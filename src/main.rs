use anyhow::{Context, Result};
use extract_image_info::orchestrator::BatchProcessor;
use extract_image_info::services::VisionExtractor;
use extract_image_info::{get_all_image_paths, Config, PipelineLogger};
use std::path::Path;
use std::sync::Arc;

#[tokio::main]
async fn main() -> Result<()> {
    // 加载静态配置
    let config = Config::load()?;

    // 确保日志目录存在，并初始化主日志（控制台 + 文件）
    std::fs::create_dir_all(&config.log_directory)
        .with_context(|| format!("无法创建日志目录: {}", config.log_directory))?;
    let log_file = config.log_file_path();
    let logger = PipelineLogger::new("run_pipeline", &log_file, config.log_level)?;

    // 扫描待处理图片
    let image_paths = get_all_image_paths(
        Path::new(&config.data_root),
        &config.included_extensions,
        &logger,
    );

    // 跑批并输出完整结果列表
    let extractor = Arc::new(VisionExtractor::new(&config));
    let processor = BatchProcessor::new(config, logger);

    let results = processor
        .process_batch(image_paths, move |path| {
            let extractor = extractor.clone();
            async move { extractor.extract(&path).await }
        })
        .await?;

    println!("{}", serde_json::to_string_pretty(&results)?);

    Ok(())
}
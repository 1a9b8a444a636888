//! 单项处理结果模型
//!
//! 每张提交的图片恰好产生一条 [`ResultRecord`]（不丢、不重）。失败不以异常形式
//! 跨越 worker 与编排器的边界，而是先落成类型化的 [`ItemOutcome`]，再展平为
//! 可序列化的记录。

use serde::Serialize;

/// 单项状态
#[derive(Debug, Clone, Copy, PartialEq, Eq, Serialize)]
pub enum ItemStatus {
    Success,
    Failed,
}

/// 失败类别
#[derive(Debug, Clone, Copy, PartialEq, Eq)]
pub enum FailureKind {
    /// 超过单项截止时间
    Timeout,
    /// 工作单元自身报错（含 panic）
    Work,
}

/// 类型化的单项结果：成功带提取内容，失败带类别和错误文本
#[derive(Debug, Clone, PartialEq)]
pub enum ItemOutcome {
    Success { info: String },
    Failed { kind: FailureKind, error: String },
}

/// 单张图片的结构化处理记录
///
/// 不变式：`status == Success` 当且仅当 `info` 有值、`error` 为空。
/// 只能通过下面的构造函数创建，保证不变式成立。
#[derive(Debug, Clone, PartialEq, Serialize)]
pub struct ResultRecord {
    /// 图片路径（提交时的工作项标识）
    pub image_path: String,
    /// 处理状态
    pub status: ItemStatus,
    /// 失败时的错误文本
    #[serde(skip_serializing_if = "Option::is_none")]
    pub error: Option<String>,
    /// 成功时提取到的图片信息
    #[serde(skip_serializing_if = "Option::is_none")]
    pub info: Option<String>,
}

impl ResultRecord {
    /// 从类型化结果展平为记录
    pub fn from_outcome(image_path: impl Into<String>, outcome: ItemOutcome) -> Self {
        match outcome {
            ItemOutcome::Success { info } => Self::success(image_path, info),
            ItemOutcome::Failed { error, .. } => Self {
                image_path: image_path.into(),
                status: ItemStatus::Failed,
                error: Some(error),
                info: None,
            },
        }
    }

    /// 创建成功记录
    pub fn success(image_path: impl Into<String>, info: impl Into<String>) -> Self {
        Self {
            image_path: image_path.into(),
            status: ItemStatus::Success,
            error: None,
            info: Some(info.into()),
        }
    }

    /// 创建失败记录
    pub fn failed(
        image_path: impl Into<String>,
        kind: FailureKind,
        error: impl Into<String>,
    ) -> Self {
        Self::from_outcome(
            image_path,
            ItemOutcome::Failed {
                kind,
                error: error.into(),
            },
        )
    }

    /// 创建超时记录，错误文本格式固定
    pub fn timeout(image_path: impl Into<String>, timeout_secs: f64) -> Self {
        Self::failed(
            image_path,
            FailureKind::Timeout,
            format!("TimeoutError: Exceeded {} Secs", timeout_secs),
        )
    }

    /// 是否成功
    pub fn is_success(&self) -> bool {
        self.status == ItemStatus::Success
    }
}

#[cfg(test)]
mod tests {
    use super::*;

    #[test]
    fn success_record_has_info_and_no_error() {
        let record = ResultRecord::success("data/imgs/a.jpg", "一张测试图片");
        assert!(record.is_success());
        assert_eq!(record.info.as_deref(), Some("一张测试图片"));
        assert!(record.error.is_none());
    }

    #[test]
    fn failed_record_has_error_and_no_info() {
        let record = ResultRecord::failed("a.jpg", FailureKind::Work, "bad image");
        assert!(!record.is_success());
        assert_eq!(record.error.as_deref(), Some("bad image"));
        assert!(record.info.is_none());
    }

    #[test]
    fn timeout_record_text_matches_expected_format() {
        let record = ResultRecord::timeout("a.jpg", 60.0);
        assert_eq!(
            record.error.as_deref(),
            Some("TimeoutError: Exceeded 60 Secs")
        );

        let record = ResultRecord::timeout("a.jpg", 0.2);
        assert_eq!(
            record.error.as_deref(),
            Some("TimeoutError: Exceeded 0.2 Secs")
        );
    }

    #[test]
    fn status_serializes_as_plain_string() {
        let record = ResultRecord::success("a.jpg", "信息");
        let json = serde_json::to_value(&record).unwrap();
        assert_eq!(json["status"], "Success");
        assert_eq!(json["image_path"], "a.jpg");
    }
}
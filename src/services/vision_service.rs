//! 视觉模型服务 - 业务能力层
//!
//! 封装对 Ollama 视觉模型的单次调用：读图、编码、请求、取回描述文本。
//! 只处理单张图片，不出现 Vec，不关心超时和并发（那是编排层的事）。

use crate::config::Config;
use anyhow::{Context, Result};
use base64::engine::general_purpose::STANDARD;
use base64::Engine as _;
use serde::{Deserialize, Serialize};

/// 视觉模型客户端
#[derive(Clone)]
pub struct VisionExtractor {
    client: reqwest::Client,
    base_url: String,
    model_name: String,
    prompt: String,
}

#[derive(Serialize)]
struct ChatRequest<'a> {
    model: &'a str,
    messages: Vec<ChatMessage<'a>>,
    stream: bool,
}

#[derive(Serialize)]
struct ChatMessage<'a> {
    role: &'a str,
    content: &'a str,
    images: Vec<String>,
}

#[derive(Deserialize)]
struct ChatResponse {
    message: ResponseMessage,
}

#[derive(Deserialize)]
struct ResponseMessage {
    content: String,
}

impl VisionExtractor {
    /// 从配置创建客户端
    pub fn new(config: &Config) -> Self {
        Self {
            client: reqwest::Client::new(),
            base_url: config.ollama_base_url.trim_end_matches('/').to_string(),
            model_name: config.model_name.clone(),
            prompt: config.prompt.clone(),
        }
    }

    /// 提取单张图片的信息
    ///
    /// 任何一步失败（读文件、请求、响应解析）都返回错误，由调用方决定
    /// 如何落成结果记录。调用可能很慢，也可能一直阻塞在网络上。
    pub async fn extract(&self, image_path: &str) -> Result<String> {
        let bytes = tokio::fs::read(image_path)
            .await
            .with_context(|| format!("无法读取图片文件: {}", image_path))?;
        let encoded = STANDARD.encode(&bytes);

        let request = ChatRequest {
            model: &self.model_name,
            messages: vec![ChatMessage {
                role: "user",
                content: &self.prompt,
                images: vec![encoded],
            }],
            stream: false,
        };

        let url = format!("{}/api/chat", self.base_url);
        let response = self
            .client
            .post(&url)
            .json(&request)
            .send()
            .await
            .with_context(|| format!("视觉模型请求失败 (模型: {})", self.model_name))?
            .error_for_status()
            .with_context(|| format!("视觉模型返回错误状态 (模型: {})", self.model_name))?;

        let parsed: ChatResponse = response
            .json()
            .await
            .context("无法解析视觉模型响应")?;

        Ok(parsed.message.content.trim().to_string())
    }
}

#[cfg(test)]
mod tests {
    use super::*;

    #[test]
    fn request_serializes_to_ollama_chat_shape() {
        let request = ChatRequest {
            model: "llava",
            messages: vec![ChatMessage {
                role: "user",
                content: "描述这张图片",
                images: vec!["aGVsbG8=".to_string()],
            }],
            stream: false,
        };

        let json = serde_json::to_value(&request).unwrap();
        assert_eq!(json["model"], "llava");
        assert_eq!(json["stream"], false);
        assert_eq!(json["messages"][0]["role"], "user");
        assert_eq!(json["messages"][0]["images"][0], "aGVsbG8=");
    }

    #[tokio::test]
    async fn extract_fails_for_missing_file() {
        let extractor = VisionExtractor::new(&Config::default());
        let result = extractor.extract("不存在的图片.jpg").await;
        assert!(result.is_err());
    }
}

□ □ □ □

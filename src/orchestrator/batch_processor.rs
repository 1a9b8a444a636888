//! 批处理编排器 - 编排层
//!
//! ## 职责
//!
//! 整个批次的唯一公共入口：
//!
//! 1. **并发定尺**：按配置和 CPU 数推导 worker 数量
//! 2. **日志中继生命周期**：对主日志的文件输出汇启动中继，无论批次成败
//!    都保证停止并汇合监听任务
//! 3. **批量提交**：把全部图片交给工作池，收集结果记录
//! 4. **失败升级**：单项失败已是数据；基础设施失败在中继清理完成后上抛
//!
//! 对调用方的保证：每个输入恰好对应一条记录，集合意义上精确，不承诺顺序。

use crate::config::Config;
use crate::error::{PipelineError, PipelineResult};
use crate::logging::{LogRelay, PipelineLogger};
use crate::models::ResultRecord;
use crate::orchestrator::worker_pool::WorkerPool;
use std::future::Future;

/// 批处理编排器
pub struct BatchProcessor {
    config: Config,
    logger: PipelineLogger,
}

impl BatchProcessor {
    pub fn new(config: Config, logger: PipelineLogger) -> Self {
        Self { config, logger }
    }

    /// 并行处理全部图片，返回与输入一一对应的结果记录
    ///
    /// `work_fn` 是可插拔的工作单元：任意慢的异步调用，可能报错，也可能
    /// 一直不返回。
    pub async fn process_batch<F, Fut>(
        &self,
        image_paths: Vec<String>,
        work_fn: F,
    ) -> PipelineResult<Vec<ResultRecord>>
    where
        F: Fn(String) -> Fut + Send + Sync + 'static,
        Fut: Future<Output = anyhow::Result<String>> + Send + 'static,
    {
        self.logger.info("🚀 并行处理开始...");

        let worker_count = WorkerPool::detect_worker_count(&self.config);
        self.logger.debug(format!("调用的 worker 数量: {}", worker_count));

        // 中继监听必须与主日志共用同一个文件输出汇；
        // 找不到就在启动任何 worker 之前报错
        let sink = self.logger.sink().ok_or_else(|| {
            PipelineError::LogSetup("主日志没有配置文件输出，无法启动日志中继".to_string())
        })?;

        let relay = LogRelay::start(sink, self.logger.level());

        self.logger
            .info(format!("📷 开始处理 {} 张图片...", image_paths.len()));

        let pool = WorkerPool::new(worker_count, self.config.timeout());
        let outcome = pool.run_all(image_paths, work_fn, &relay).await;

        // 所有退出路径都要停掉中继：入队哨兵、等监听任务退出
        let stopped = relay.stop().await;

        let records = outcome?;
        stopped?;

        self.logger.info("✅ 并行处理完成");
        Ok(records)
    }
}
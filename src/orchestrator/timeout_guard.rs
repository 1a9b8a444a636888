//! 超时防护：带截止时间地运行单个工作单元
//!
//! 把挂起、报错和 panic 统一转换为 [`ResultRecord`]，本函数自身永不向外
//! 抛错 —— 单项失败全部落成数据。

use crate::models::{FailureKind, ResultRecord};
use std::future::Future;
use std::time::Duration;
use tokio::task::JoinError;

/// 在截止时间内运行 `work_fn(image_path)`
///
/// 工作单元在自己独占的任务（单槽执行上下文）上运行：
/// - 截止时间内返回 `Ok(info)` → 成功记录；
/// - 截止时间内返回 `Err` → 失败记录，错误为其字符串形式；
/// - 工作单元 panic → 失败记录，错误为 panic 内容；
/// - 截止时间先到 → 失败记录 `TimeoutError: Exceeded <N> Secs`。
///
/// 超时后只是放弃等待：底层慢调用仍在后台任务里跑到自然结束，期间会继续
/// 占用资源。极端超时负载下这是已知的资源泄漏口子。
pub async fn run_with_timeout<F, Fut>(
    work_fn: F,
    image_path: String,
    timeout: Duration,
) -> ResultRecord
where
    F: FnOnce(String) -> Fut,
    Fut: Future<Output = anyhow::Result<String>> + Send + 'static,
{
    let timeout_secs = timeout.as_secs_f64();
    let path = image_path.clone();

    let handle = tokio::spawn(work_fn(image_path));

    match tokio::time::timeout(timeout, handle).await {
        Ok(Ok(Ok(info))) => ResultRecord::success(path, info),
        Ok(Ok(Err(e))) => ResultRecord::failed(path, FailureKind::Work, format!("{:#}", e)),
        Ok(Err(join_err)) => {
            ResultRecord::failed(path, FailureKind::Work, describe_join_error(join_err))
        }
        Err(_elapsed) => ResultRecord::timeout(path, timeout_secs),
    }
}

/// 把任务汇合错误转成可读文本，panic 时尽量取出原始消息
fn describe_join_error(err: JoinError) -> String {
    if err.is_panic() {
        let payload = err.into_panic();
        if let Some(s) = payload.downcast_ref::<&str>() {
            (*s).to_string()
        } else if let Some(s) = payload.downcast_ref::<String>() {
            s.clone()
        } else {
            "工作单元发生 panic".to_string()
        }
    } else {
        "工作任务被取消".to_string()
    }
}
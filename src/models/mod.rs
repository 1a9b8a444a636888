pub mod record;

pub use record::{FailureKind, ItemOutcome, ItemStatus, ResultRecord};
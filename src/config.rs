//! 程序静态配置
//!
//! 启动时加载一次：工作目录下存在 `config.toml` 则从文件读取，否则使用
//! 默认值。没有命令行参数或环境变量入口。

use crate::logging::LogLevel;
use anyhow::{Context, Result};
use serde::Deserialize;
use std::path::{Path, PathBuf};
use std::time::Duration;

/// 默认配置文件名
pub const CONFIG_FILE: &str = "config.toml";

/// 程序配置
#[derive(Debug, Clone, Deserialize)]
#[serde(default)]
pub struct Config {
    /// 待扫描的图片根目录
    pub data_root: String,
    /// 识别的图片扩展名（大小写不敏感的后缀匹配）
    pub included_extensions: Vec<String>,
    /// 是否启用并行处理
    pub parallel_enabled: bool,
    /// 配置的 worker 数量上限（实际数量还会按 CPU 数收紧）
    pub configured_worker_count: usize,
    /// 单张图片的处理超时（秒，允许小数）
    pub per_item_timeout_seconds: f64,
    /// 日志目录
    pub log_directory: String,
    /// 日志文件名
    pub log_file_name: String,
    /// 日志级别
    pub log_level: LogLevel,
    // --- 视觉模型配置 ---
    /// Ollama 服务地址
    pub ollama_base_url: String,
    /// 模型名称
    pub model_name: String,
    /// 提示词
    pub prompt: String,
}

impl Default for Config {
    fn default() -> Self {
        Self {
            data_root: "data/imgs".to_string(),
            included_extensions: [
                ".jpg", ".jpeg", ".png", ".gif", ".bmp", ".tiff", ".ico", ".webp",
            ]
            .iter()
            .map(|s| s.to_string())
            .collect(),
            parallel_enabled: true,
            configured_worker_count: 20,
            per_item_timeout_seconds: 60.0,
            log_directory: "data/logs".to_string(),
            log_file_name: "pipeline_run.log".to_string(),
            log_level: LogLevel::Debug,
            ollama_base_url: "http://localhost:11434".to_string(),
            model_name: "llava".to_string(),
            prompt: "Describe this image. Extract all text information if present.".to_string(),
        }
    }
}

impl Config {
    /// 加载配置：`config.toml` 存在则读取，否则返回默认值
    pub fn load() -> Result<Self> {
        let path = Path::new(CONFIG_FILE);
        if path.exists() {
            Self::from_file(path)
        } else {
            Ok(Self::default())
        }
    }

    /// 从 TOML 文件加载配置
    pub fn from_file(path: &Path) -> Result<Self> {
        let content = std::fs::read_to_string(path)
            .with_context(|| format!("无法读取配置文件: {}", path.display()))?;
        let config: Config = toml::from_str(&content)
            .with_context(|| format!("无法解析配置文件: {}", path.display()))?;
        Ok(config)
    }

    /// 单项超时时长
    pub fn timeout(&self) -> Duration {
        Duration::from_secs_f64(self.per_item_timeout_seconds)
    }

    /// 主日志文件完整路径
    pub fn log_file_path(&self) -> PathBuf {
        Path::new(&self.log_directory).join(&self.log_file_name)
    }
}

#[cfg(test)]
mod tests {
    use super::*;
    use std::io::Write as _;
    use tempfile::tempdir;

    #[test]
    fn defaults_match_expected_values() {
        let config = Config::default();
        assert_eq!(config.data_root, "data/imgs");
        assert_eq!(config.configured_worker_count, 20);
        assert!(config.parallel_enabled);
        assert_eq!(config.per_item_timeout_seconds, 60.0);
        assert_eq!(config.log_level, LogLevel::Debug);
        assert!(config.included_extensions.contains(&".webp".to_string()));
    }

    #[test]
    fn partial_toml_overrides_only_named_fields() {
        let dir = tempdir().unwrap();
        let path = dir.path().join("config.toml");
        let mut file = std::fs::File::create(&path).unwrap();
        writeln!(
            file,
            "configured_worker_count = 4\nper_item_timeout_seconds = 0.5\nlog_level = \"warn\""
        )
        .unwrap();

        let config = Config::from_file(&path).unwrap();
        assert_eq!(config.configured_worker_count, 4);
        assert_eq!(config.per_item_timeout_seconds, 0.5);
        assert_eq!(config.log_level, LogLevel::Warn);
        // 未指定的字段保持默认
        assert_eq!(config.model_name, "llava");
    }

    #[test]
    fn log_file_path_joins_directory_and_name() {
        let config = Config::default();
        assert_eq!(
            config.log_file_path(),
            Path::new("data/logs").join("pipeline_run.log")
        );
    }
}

□ □ □ □

**Prompt**
Out of the data above, set down the lines from the one with "filename src/main.rs" to the one with "let config = Config::load()?;", both included, exactly as written and with no additions.

**Response**
filename src/main.rs
use anyhow::{Context, Result};
use extract_image_info::orchestrator::BatchProcessor;
use extract_image_info::services::VisionExtractor;
use extract_image_info::{get_all_image_paths, Config, PipelineLogger};
use std::path::Path;
use std::sync::Arc;

#[tokio::main]
async fn main() -> Result<()> {
    // 加载静态配置
    let config = Config::load()?;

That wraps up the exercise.